### What you will do
The expected output is every entry, copied exactly.

### Records shown
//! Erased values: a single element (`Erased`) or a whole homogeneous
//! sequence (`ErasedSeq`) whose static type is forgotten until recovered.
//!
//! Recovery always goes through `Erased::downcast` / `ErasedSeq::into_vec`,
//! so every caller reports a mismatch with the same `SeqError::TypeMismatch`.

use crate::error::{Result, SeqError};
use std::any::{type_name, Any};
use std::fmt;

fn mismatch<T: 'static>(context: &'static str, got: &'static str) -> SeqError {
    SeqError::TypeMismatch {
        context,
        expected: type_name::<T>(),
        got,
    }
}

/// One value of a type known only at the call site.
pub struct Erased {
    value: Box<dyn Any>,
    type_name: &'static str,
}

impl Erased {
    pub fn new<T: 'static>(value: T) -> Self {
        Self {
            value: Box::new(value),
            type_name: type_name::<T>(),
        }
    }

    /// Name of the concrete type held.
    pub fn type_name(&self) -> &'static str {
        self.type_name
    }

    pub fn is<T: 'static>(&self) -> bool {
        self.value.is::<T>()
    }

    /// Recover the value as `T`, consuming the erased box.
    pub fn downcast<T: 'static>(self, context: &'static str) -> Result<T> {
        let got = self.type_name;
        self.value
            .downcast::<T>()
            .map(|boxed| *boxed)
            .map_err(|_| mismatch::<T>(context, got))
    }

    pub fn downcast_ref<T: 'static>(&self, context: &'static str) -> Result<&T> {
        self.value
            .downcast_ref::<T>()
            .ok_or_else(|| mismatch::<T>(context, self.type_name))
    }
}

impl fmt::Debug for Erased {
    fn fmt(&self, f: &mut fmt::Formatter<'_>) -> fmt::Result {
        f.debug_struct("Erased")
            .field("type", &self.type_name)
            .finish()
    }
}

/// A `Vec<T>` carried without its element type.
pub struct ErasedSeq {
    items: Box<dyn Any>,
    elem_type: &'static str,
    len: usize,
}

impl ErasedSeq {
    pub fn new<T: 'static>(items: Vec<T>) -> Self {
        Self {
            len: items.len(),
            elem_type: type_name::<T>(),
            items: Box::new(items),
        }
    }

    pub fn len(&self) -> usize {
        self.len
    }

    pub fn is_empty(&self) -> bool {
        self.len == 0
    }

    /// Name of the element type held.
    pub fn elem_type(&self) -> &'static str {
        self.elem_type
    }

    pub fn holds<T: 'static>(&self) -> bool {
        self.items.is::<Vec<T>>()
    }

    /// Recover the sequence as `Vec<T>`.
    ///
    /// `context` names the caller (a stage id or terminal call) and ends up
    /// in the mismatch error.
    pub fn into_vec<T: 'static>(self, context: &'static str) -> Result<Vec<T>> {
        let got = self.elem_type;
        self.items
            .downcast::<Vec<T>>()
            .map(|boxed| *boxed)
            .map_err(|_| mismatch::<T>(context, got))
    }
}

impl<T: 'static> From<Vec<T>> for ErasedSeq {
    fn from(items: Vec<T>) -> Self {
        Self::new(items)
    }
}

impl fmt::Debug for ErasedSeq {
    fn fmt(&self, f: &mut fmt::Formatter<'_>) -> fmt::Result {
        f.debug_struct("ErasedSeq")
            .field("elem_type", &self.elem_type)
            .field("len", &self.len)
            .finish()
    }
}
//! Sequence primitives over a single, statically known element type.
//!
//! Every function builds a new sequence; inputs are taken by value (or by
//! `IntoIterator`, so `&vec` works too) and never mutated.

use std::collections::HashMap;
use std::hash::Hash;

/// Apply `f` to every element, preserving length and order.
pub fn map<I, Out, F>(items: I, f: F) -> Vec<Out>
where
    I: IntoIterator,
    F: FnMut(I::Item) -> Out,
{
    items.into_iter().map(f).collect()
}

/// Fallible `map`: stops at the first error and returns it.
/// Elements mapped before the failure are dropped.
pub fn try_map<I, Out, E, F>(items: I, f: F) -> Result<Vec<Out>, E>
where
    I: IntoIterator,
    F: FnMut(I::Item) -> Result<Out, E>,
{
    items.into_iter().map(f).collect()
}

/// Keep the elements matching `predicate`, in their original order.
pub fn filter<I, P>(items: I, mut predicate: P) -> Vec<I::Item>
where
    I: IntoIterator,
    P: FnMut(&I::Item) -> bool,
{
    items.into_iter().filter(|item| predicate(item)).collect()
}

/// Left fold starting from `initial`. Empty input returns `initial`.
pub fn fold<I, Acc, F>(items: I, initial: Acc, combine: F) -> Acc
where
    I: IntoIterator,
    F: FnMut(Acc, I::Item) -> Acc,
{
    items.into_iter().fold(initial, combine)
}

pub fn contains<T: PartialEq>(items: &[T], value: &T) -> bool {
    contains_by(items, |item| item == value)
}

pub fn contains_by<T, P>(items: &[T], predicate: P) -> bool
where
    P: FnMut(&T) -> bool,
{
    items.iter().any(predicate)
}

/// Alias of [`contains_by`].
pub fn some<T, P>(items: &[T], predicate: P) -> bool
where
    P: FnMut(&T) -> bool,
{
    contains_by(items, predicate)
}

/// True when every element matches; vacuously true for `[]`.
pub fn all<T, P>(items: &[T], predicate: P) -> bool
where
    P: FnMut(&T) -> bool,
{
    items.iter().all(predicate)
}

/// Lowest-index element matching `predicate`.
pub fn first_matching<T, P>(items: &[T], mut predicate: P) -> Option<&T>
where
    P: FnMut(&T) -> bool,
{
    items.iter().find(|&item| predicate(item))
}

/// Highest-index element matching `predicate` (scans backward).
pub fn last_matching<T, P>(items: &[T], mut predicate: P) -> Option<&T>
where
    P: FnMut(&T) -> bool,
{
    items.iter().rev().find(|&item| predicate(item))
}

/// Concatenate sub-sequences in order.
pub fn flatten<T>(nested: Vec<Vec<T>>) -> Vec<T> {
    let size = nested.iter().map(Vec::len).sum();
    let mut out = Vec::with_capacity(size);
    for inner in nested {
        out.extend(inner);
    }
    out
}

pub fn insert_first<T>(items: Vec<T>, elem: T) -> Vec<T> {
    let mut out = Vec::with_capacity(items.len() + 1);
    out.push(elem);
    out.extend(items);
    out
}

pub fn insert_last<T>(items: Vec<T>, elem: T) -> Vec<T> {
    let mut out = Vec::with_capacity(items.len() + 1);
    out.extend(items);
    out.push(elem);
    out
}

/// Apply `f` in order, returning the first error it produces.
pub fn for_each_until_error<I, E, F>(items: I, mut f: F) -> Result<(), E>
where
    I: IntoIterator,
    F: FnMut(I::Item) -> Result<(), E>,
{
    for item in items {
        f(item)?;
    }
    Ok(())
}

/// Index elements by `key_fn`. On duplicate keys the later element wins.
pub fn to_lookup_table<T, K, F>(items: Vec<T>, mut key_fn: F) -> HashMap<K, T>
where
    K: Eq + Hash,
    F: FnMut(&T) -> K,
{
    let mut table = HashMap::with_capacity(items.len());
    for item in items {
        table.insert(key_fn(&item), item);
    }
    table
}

### Written response
//! Erased values: a single element (`Erased`) or a whole homogeneous
//! sequence (`ErasedSeq`) whose static type is forgotten until recovered.
//!
//! Recovery always goes through `Erased::downcast` / `ErasedSeq::into_vec`,
//! so every caller reports a mismatch with the same `SeqError::TypeMismatch`.

use crate::error::{Result, SeqError};
use std::any::{type_name, Any};
use std::fmt;

fn mismatch<T: 'static>(context: &'static str, got: &'static str) -> SeqError {
    SeqError::TypeMismatch {
        context,
        expected: type_name::<T>(),
        got,
    }
}

/// One value of a type known only at the call site.
pub struct Erased {
    value: Box<dyn Any>,
    type_name: &'static str,
}

impl Erased {
    pub fn new<T: 'static>(value: T) -> Self {
        Self {
            value: Box::new(value),
            type_name: type_name::<T>(),
        }
    }

    /// Name of the concrete type held.
    pub fn type_name(&self) -> &'static str {
        self.type_name
    }

    pub fn is<T: 'static>(&self) -> bool {
        self.value.is::<T>()
    }

    /// Recover the value as `T`, consuming the erased box.
    pub fn downcast<T: 'static>(self, context: &'static str) -> Result<T> {
        let got = self.type_name;
        self.value
            .downcast::<T>()
            .map(|boxed| *boxed)
            .map_err(|_| mismatch::<T>(context, got))
    }

    pub fn downcast_ref<T: 'static>(&self, context: &'static str) -> Result<&T> {
        self.value
            .downcast_ref::<T>()
            .ok_or_else(|| mismatch::<T>(context, self.type_name))
    }
}

impl fmt::Debug for Erased {
    fn fmt(&self, f: &mut fmt::Formatter<'_>) -> fmt::Result {
        f.debug_struct("Erased")
            .field("type", &self.type_name)
            .finish()
    }
}

/// A `Vec<T>` carried without its element type.
pub struct ErasedSeq {
    items: Box<dyn Any>,
    elem_type: &'static str,
    len: usize,
}

impl ErasedSeq {
    pub fn new<T: 'static>(items: Vec<T>) -> Self {
        Self {
            len: items.len(),
            elem_type: type_name::<T>(),
            items: Box::new(items),
        }
    }

    pub fn len(&self) -> usize {
        self.len
    }

    pub fn is_empty(&self) -> bool {
        self.len == 0
    }

    /// Name of the element type held.
    pub fn elem_type(&self) -> &'static str {
        self.elem_type
    }

    pub fn holds<T: 'static>(&self) -> bool {
        self.items.is::<Vec<T>>()
    }

    /// Recover the sequence as `Vec<T>`.
    ///
    /// `context` names the caller (a stage id or terminal call) and ends up
    /// in the mismatch error.
    pub fn into_vec<T: 'static>(self, context: &'static str) -> Result<Vec<T>> {
        let got = self.elem_type;
        self.items
            .downcast::<Vec<T>>()
            .map(|boxed| *boxed)
            .map_err(|_| mismatch::<T>(context, got))
    }
}

impl<T: 'static> From<Vec<T>> for ErasedSeq {
    fn from(items: Vec<T>) -> Self {
        Self::new(items)
    }
}

impl fmt::Debug for ErasedSeq {
    fn fmt(&self, f: &mut fmt::Formatter<'_>) -> fmt::Result {
        f.debug_struct("ErasedSeq")
            .field("elem_type", &self.elem_type)
            .field("len", &self.len)
            .finish()
    }
}
//! Sequence primitives over a single, statically known element type.
//!
//! Every function builds a new sequence; inputs are taken by value (or by
//! `IntoIterator`, so `&vec` works too) and never mutated.

use std::collections::HashMap;
use std::hash::Hash;

/// Apply `f` to every element, preserving length and order.
pub fn map<I, Out, F>(items: I, f: F) -> Vec<Out>
where
    I: IntoIterator,
    F: FnMut(I::Item) -> Out,
{
    items.into_iter().map(f).collect()
}

/// Fallible `map`: stops at the first error and returns it.
/// Elements mapped before the failure are dropped.
pub fn try_map<I, Out, E, F>(items: I, f: F) -> Result<Vec<Out>, E>
where
    I: IntoIterator,
    F: FnMut(I::Item) -> Result<Out, E>,
{
    items.into_iter().map(f).collect()
}

/// Keep the elements matching `predicate`, in their original order.
pub fn filter<I, P>(items: I, mut predicate: P) -> Vec<I::Item>
where
    I: IntoIterator,
    P: FnMut(&I::Item) -> bool,
{
    items.into_iter().filter(|item| predicate(item)).collect()
}

/// Left fold starting from `initial`. Empty input returns `initial`.
pub fn fold<I, Acc, F>(items: I, initial: Acc, combine: F) -> Acc
where
    I: IntoIterator,
    F: FnMut(Acc, I::Item) -> Acc,
{
    items.into_iter().fold(initial, combine)
}

pub fn contains<T: PartialEq>(items: &[T], value: &T) -> bool {
    contains_by(items, |item| item == value)
}

pub fn contains_by<T, P>(items: &[T], predicate: P) -> bool
where
    P: FnMut(&T) -> bool,
{
    items.iter().any(predicate)
}

/// Alias of [`contains_by`].
pub fn some<T, P>(items: &[T], predicate: P) -> bool
where
    P: FnMut(&T) -> bool,
{
    contains_by(items, predicate)
}

/// True when every element matches; vacuously true for `[]`.
pub fn all<T, P>(items: &[T], predicate: P) -> bool
where
    P: FnMut(&T) -> bool,
{
    items.iter().all(predicate)
}

/// Lowest-index element matching `predicate`.
pub fn first_matching<T, P>(items: &[T], mut predicate: P) -> Option<&T>
where
    P: FnMut(&T) -> bool,
{
    items.iter().find(|&item| predicate(item))
}

/// Highest-index element matching `predicate` (scans backward).
pub fn last_matching<T, P>(items: &[T], mut predicate: P) -> Option<&T>
where
    P: FnMut(&T) -> bool,
{
    items.iter().rev().find(|&item| predicate(item))
}

/// Concatenate sub-sequences in order.
pub fn flatten<T>(nested: Vec<Vec<T>>) -> Vec<T> {
    let size = nested.iter().map(Vec::len).sum();
    let mut out = Vec::with_capacity(size);
    for inner in nested {
        out.extend(inner);
    }
    out
}

pub fn insert_first<T>(items: Vec<T>, elem: T) -> Vec<T> {
    let mut out = Vec::with_capacity(items.len() + 1);
    out.push(elem);
    out.extend(items);
    out
}

pub fn insert_last<T>(items: Vec<T>, elem: T) -> Vec<T> {
    let mut out = Vec::with_capacity(items.len() + 1);
    out.extend(items);
    out.push(elem);
    out
}

/// Apply `f` in order, returning the first error it produces.
pub fn for_each_until_error<I, E, F>(items: I, mut f: F) -> Result<(), E>
where
    I: IntoIterator,
    F: FnMut(I::Item) -> Result<(), E>,
{
    for item in items {
        f(item)?;
    }
    Ok(())
}

/// Index elements by `key_fn`. On duplicate keys the later element wins.
pub fn to_lookup_table<T, K, F>(items: Vec<T>, mut key_fn: F) -> HashMap<K, T>
where
    K: Eq + Hash,
    F: FnMut(&T) -> K,
{
    let mut table = HashMap::with_capacity(items.len());
    for item in items {
        table.insert(key_fn(&item), item);
    }
    table
}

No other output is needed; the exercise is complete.